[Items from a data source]
##########

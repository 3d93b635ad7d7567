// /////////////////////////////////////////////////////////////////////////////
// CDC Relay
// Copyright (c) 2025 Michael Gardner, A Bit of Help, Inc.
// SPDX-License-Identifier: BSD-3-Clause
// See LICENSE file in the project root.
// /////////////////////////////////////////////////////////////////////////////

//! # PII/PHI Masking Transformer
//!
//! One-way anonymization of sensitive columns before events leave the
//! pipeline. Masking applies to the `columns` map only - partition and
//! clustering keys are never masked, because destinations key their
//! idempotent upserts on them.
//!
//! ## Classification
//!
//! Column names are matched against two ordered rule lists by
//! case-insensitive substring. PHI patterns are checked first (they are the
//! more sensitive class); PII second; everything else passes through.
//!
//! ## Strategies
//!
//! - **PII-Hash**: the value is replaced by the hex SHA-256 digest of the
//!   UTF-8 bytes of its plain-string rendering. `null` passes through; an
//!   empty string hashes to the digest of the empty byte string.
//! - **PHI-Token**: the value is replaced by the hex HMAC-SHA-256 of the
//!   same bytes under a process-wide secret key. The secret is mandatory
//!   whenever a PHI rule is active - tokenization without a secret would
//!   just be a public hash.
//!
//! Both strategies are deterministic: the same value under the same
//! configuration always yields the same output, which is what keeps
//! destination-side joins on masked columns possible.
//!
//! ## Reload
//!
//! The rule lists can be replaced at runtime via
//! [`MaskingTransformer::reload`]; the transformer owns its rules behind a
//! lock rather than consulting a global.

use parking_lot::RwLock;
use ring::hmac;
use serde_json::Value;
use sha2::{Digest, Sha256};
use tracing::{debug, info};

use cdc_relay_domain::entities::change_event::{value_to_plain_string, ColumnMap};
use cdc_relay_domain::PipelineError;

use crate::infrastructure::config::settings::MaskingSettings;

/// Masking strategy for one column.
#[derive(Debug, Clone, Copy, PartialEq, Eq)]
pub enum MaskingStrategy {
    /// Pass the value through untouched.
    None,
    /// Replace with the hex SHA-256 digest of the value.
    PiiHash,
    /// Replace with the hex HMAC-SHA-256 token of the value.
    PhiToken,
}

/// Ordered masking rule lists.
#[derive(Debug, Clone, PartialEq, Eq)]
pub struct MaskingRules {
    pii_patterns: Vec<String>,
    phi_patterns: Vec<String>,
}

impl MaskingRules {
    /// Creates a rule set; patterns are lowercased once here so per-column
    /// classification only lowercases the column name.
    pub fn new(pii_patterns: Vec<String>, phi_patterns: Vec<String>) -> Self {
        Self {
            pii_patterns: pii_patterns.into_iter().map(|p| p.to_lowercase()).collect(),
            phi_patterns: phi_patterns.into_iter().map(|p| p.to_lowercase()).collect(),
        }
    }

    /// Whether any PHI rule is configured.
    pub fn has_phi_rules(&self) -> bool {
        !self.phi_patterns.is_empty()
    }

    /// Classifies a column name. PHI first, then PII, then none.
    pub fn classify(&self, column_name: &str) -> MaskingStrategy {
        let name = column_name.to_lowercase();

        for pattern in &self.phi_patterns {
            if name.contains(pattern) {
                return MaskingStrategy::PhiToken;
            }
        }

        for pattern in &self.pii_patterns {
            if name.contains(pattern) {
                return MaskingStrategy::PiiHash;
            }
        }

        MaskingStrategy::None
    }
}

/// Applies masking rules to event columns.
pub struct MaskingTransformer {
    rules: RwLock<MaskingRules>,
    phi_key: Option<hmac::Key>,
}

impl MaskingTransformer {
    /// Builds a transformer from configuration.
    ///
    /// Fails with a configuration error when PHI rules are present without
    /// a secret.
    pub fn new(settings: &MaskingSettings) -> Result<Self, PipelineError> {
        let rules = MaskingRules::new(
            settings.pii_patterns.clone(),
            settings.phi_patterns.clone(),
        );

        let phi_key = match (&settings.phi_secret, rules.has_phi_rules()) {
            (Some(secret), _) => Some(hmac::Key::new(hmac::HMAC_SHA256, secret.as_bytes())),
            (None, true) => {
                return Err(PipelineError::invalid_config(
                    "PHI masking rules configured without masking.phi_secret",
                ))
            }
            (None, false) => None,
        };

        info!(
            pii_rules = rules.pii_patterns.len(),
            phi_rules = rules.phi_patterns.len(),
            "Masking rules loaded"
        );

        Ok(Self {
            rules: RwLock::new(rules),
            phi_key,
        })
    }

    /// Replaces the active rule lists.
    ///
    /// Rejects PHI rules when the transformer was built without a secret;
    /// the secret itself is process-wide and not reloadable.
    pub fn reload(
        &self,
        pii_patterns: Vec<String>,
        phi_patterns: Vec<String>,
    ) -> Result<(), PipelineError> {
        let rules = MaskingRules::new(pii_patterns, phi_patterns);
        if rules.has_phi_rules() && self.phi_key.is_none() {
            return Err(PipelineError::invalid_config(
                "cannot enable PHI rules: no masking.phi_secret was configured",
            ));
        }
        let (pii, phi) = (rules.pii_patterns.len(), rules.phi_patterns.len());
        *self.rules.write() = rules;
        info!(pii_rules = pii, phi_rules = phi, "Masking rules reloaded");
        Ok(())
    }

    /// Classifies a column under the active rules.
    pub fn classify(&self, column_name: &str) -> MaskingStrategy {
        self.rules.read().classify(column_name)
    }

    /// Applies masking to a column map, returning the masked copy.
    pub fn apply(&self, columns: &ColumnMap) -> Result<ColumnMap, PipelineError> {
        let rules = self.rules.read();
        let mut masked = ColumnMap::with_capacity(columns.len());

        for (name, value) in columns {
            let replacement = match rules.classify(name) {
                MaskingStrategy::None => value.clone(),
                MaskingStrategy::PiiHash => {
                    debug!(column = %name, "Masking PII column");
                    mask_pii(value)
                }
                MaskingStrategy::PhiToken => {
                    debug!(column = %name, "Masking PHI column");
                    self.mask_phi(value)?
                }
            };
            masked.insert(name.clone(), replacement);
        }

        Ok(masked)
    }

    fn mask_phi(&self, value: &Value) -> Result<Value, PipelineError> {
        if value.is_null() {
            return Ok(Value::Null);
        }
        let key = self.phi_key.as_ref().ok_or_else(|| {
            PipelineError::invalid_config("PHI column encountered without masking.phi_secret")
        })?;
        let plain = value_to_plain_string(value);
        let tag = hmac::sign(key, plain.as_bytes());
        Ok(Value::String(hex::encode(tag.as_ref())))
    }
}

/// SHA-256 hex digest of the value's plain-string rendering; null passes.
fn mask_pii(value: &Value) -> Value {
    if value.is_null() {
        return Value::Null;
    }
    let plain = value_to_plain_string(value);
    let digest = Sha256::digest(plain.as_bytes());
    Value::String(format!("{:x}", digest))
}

##########

* _WHAT YOU ARE ASKED TO DO_: Throughout the data above, copy all lines where the word "under" is found.

* _WORKED SOLUTION_:
//!   same bytes under a process-wide secret key. The secret is mandatory
//! Both strategies are deterministic: the same value under the same
    /// Classifies a column under the active rules.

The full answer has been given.